Na Europa, o antissemitismo atingiu níveis tão altos que os judeus foram advertidos a não usar kippot em público por medo de serem violentamente atacados. Na Grã-Bretanha, os incidentes antissemitas atingiram recordes pelo segundo ano consecutivo, com mais de 100 novos casos sendo registrados todos os meses por grupos de vigilância. Na Alemanha, um país que anteriormente se aplicava à legislação mais rígida do mundo que proibia o uso de símbolos nazistas, recentemente suspendeu essa proibição para jogos de computador. A venda de mercadorias neonazistas e encontros neonazistas em festivais de música não são mais tabus. Só nos EUA, foram registrados 3023 casos de antissemitismo em 2017 – 2018, o nível mais alto em duas décadas, de acordo com a Liga Anti-Difamação (ADL).

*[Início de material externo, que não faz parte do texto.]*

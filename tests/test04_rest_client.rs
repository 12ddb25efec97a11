use serde_json::json;
use wiremock::matchers::{body_json, method, path};
use wiremock::{Mock, MockServer, ResponseTemplate};

use segment_board::controller::api::{RestSegmentApi, SegmentApi};
use segment_board::error::AppError;
use segment_board::model::{NewSegment, SegmentPatch};

async fn api_for(server: &MockServer) -> RestSegmentApi {
    // No trailing slash on purpose: the client must still keep `/api`.
    RestSegmentApi::new(&format!("{}/api", server.uri())).expect("mock server uri is a url")
}

#[tokio::test]
async fn test_list_tolerates_missing_fields() -> Result<(), Box<dyn std::error::Error>> {
    let server = MockServer::start().await;
    Mock::given(method("GET"))
        .and(path("/api/segments"))
        .respond_with(ResponseTemplate::new(200).set_body_json(json!([
            {"id": 1, "name": "Hawk Hill", "distance": 2684.8, "crownTime": 301,
             "lastAttemptDate": "2024-05-01", "completed": true},
            {"id": 2, "name": "Bare"}
        ])))
        .expect(1)
        .mount(&server)
        .await;

    let segments = api_for(&server).await.list_segments().await?;
    assert_eq!(segments.len(), 2);
    assert_eq!(segments[0].crown_time, Some(301));
    assert!(segments[0].completed);
    assert_eq!(
        segments[0].last_attempt_date.map(|d| d.to_string()).as_deref(),
        Some("2024-05-01")
    );
    assert_eq!(segments[1].distance, None);
    assert!(!segments[1].completed);
    Ok(())
}

#[tokio::test]
async fn test_create_sends_only_present_fields() -> Result<(), Box<dyn std::error::Error>> {
    let server = MockServer::start().await;
    Mock::given(method("POST"))
        .and(path("/api/segments"))
        .and(body_json(json!({"name": "Bofax", "distance": 1200.0, "completed": false})))
        .respond_with(
            ResponseTemplate::new(201)
                .set_body_json(json!({"id": 42, "name": "Bofax", "distance": 1200.0})),
        )
        .expect(1)
        .mount(&server)
        .await;

    let new = NewSegment {
        name: "Bofax".into(),
        distance: Some(1200.0),
        ..NewSegment::default()
    };
    let created = api_for(&server).await.create_segment(&new).await?;
    assert_eq!(created.id, 42);
    Ok(())
}

#[tokio::test]
async fn test_patch_sends_null_to_clear() -> Result<(), Box<dyn std::error::Error>> {
    let server = MockServer::start().await;
    Mock::given(method("PATCH"))
        .and(path("/api/segments/7"))
        .and(body_json(json!({"claim": null})))
        .respond_with(ResponseTemplate::new(200).set_body_json(json!({"id": 7, "name": "x"})))
        .expect(1)
        .mount(&server)
        .await;

    let updated = api_for(&server)
        .await
        .update_segment(7, &SegmentPatch::claim(None))
        .await?;
    assert_eq!(updated.claim, None);
    Ok(())
}

#[tokio::test]
async fn test_error_statuses_are_classified() {
    let server = MockServer::start().await;
    Mock::given(method("DELETE"))
        .and(path("/api/segments/404"))
        .respond_with(ResponseTemplate::new(404))
        .mount(&server)
        .await;
    Mock::given(method("DELETE"))
        .and(path("/api/segments/500"))
        .respond_with(ResponseTemplate::new(500).set_body_string("boom"))
        .mount(&server)
        .await;

    let api = api_for(&server).await;
    assert!(matches!(
        api.delete_segment(404).await,
        Err(AppError::NotFound(_))
    ));
    match api.delete_segment(500).await {
        Err(AppError::Api { status, body }) => {
            assert_eq!(status, 500);
            assert_eq!(body, "boom");
        }
        other => panic!("expected an api error, got {other:?}"),
    }
}

#[tokio::test]
async fn test_unreachable_server_is_a_network_error() {
    // Nothing listens on port 9 of localhost in a test sandbox.
    let api = RestSegmentApi::new("http://127.0.0.1:9/api").expect("valid url");
    assert!(matches!(
        api.list_segments().await,
        Err(AppError::Network(_))
    ));
}

#[test]
fn test_base_must_be_http() {
    assert!(RestSegmentApi::new("ftp://example.com").is_err());
    assert!(RestSegmentApi::new("not a url").is_err());
}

Enquanto isso, há um conflito crescente entre judeus americanos e israelenses. Uma mudança significativa está ocorrendo na visão da geração mais jovem de judeus americanos sobre o que significa ser judeu. Assim, uma das maiores preocupações dos judeus americanos é manter a identidade judaica da próxima geração, e a memória do povo judeu, para ajudar a evitar riscos existenciais para o povo judeu.

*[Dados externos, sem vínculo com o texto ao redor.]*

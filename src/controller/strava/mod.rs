pub mod client;
pub mod import;
pub mod types;

pub use client::*;
pub use import::*;
pub use types::*;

Para defender esses desafios, precisamos de uma liderança capaz de renovar nossa base ideológica como um povo unido. Tal liderança deve elevar-nos ao nível de unidade e responsabilidade mútua que uma vez foi alcançado e ensinado por nosso patriarca Abraão ao pequeno grupo chamado “Israel” antes de descermos ao ódio infundado, a fonte de todos os nossos problemas e misérias. De maneira muito simples, quando nos unimos – não apagando nossas diferenças, mas nos elevando acima delas -, conseguimos e prosperamos, e nossa liderança deveria estar predominantemente preocupada em realizar esse princípio.

Devemos aspirar a uma nova liderança capaz de aprender os princípios da antiga sabedoria da Cabalá e que possa explicar como a humanidade está conectada como um sistema integral. Precisamos de uma liderança que demonstre como o povo judeu é um microcosmo do mundo, uma pequena réplica que reflete toda a humanidade e que pode nos guiar passo a passo ao fazer mudanças positivas significativas rumo à conexão e ao entendimento mútuo.

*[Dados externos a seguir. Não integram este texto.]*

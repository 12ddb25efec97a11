use chrono::NaiveDate;
use serde::{Deserialize, Serialize};

use super::polyline::LatLng;

#[derive(Serialize, Deserialize, Clone, Debug, PartialEq, Default)]
#[serde(rename_all = "camelCase")]
pub struct Segment {
    pub id: i64,
    pub name: String,
    #[serde(default)]
    pub distance: Option<f64>,
    #[serde(default)]
    pub elevation_gain: Option<f64>,
    #[serde(default)]
    pub elevation_loss: Option<f64>,
    #[serde(default)]
    pub crown_holder: Option<String>,
    #[serde(default)]
    pub crown_date: Option<NaiveDate>,
    #[serde(default)]
    pub crown_time: Option<u32>,
    #[serde(default)]
    pub crown_pace: Option<f64>,
    #[serde(default)]
    pub pb_time: Option<u32>,
    #[serde(default)]
    pub pb_pace: Option<f64>,
    #[serde(default)]
    pub pb_attempts: Option<u32>,
    #[serde(default)]
    pub attempts: Option<u32>,
    #[serde(default)]
    pub difficulty: Option<String>,
    #[serde(default)]
    pub last_attempt_date: Option<NaiveDate>,
    #[serde(default)]
    pub strava_id: Option<i64>,
    #[serde(default)]
    pub strava_url: Option<String>,
    #[serde(default)]
    pub polyline: Option<String>,
    #[serde(default)]
    pub start_latitude: Option<f64>,
    #[serde(default)]
    pub start_longitude: Option<f64>,
    #[serde(default)]
    pub claim: Option<String>,
    #[serde(default)]
    pub completed: bool,
}

impl Segment {
    #[must_use]
    pub fn start(&self) -> Option<LatLng> {
        match (self.start_latitude, self.start_longitude) {
            (Some(lat), Some(lng)) => Some(LatLng::new(lat, lng)),
            _ => None,
        }
    }

    #[must_use]
    pub fn is_claimed(&self) -> bool {
        self.claim.as_deref().is_some_and(|c| !c.trim().is_empty())
    }
}

/// A segment as submitted for creation; the server assigns the id.
#[derive(Serialize, Deserialize, Clone, Debug, PartialEq, Default)]
#[serde(rename_all = "camelCase")]
pub struct NewSegment {
    pub name: String,
    #[serde(skip_serializing_if = "Option::is_none")]
    pub distance: Option<f64>,
    #[serde(skip_serializing_if = "Option::is_none")]
    pub elevation_gain: Option<f64>,
    #[serde(skip_serializing_if = "Option::is_none")]
    pub elevation_loss: Option<f64>,
    #[serde(skip_serializing_if = "Option::is_none")]
    pub crown_holder: Option<String>,
    #[serde(skip_serializing_if = "Option::is_none")]
    pub crown_date: Option<NaiveDate>,
    #[serde(skip_serializing_if = "Option::is_none")]
    pub crown_time: Option<u32>,
    #[serde(skip_serializing_if = "Option::is_none")]
    pub crown_pace: Option<f64>,
    #[serde(skip_serializing_if = "Option::is_none")]
    pub pb_time: Option<u32>,
    #[serde(skip_serializing_if = "Option::is_none")]
    pub pb_pace: Option<f64>,
    #[serde(skip_serializing_if = "Option::is_none")]
    pub pb_attempts: Option<u32>,
    #[serde(skip_serializing_if = "Option::is_none")]
    pub attempts: Option<u32>,
    #[serde(skip_serializing_if = "Option::is_none")]
    pub difficulty: Option<String>,
    #[serde(skip_serializing_if = "Option::is_none")]
    pub last_attempt_date: Option<NaiveDate>,
    #[serde(skip_serializing_if = "Option::is_none")]
    pub strava_id: Option<i64>,
    #[serde(skip_serializing_if = "Option::is_none")]
    pub strava_url: Option<String>,
    #[serde(skip_serializing_if = "Option::is_none")]
    pub polyline: Option<String>,
    #[serde(skip_serializing_if = "Option::is_none")]
    pub start_latitude: Option<f64>,
    #[serde(skip_serializing_if = "Option::is_none")]
    pub start_longitude: Option<f64>,
    #[serde(skip_serializing_if = "Option::is_none")]
    pub claim: Option<String>,
    pub completed: bool,
}

impl NewSegment {
    /// The record the server would hold after assigning `id`.
    #[must_use]
    pub fn into_segment(self, id: i64) -> Segment {
        Segment {
            id,
            name: self.name,
            distance: self.distance,
            elevation_gain: self.elevation_gain,
            elevation_loss: self.elevation_loss,
            crown_holder: self.crown_holder,
            crown_date: self.crown_date,
            crown_time: self.crown_time,
            crown_pace: self.crown_pace,
            pb_time: self.pb_time,
            pb_pace: self.pb_pace,
            pb_attempts: self.pb_attempts,
            attempts: self.attempts,
            difficulty: self.difficulty,
            last_attempt_date: self.last_attempt_date,
            strava_id: self.strava_id,
            strava_url: self.strava_url,
            polyline: self.polyline,
            start_latitude: self.start_latitude,
            start_longitude: self.start_longitude,
            claim: self.claim,
            completed: self.completed,
        }
    }
}

/// Partial update. The outer `None` leaves a field alone; `Some(None)` is
/// sent as `null` and clears it.
#[derive(Serialize, Deserialize, Clone, Debug, PartialEq, Default)]
#[serde(rename_all = "camelCase")]
pub struct SegmentPatch {
    #[serde(default, skip_serializing_if = "Option::is_none")]
    pub claim: Option<Option<String>>,
    #[serde(default, skip_serializing_if = "Option::is_none")]
    pub crown_holder: Option<Option<String>>,
    #[serde(default, skip_serializing_if = "Option::is_none")]
    pub crown_date: Option<Option<NaiveDate>>,
    #[serde(default, skip_serializing_if = "Option::is_none")]
    pub crown_time: Option<Option<u32>>,
    #[serde(default, skip_serializing_if = "Option::is_none")]
    pub crown_pace: Option<Option<f64>>,
    #[serde(default, skip_serializing_if = "Option::is_none")]
    pub completed: Option<bool>,
}

impl SegmentPatch {
    #[must_use]
    pub fn claim(claim: Option<String>) -> Self {
        Self {
            claim: Some(claim),
            ..Self::default()
        }
    }

    #[must_use]
    pub fn completed(completed: bool) -> Self {
        Self {
            completed: Some(completed),
            ..Self::default()
        }
    }

    #[must_use]
    pub fn is_empty(&self) -> bool {
        *self == Self::default()
    }

    /// Applies the patch locally, the way the server is expected to.
    pub fn apply_to(&self, segment: &mut Segment) {
        if let Some(claim) = &self.claim {
            segment.claim.clone_from(claim);
        }
        if let Some(holder) = &self.crown_holder {
            segment.crown_holder.clone_from(holder);
        }
        if let Some(date) = self.crown_date {
            segment.crown_date = date;
        }
        if let Some(time) = self.crown_time {
            segment.crown_time = time;
        }
        if let Some(pace) = self.crown_pace {
            segment.crown_pace = pace;
        }
        if let Some(completed) = self.completed {
            segment.completed = completed;
        }
    }
}

/// Seconds per kilometre for `seconds` over `meters`.
#[must_use]
pub fn derive_pace(seconds: Option<u32>, meters: Option<f64>) -> Option<f64> {
    match (seconds, meters) {
        (Some(s), Some(m)) if m > 0.0 => Some(f64::from(s) / (m / 1000.0)),
        _ => None,
    }
}

#[cfg(test)]
mod tests {
    use super::*;

    #[test]
    fn deserializes_sparse_record() {
        let json = r#"{"id": 7, "name": "Hawk Hill"}"#;
        let segment: Segment = serde_json::from_str(json).unwrap();
        assert_eq!(segment.id, 7);
        assert_eq!(segment.name, "Hawk Hill");
        assert!(segment.distance.is_none());
        assert!(!segment.completed);
        assert!(!segment.is_claimed());
    }

    #[test]
    fn patch_serializes_only_touched_fields() {
        let patch = SegmentPatch::claim(None);
        assert_eq!(serde_json::to_string(&patch).unwrap(), r#"{"claim":null}"#);

        let patch = SegmentPatch::completed(true);
        assert_eq!(
            serde_json::to_string(&patch).unwrap(),
            r#"{"completed":true}"#
        );
        assert!(SegmentPatch::default().is_empty());
    }

    #[test]
    fn pace_needs_positive_distance() {
        assert_eq!(derive_pace(Some(300), Some(1000.0)), Some(300.0));
        assert_eq!(derive_pace(Some(300), Some(0.0)), None);
        assert_eq!(derive_pace(None, Some(1000.0)), None);
    }
}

O mais renomado Cabalista do século XX, Rav Yehuda Ashlag (Baal HaSulam), escreveu em sua “Introdução ao Livro do Zohar”: “Tenha em mente que em tudo há interioridade e exterioridade. No mundo em geral, Israel, os descendentes de Abraão, Isaque e Jacó, são considerados a interioridade do mundo”. Essa força interna pode ser ativada no povo judeu através de nossa conexão. É o que as nações do mundo inconscientemente querem de nós, vivendo profundamente como a razão central por trás de toda expressão de antissemitismo.

O Rav Abraham Isaac Kook também enfatiza a importância de nosso papel em seus escritos Orot (Luzes): “Israel é a essência de toda a existência, e você não tem movimento no mundo, em todas as nações, que você não encontrará em Israel”. Como nossos sábios transmitem, nosso papel judaico não é opcional. Somos responsáveis ​​por tudo o que acontece no mundo, para melhor ou para pior. É difícil entender porque não sentimos isso imediatamente, mas com a ajuda de uma liderança sábia que saiba como tornar esta realidade clara e acessível a todos, veremos que é assim que o sistema de conexão humana é estruturado em um nível mais profundo. Em vez do estado atual de reagir com respostas automáticas a dificuldades e perigos, uma liderança sábia evitaria que tais situações se desenvolvessem em primeiro lugar, estabelecendo nossa unidade como nossa salvaguarda inviolável.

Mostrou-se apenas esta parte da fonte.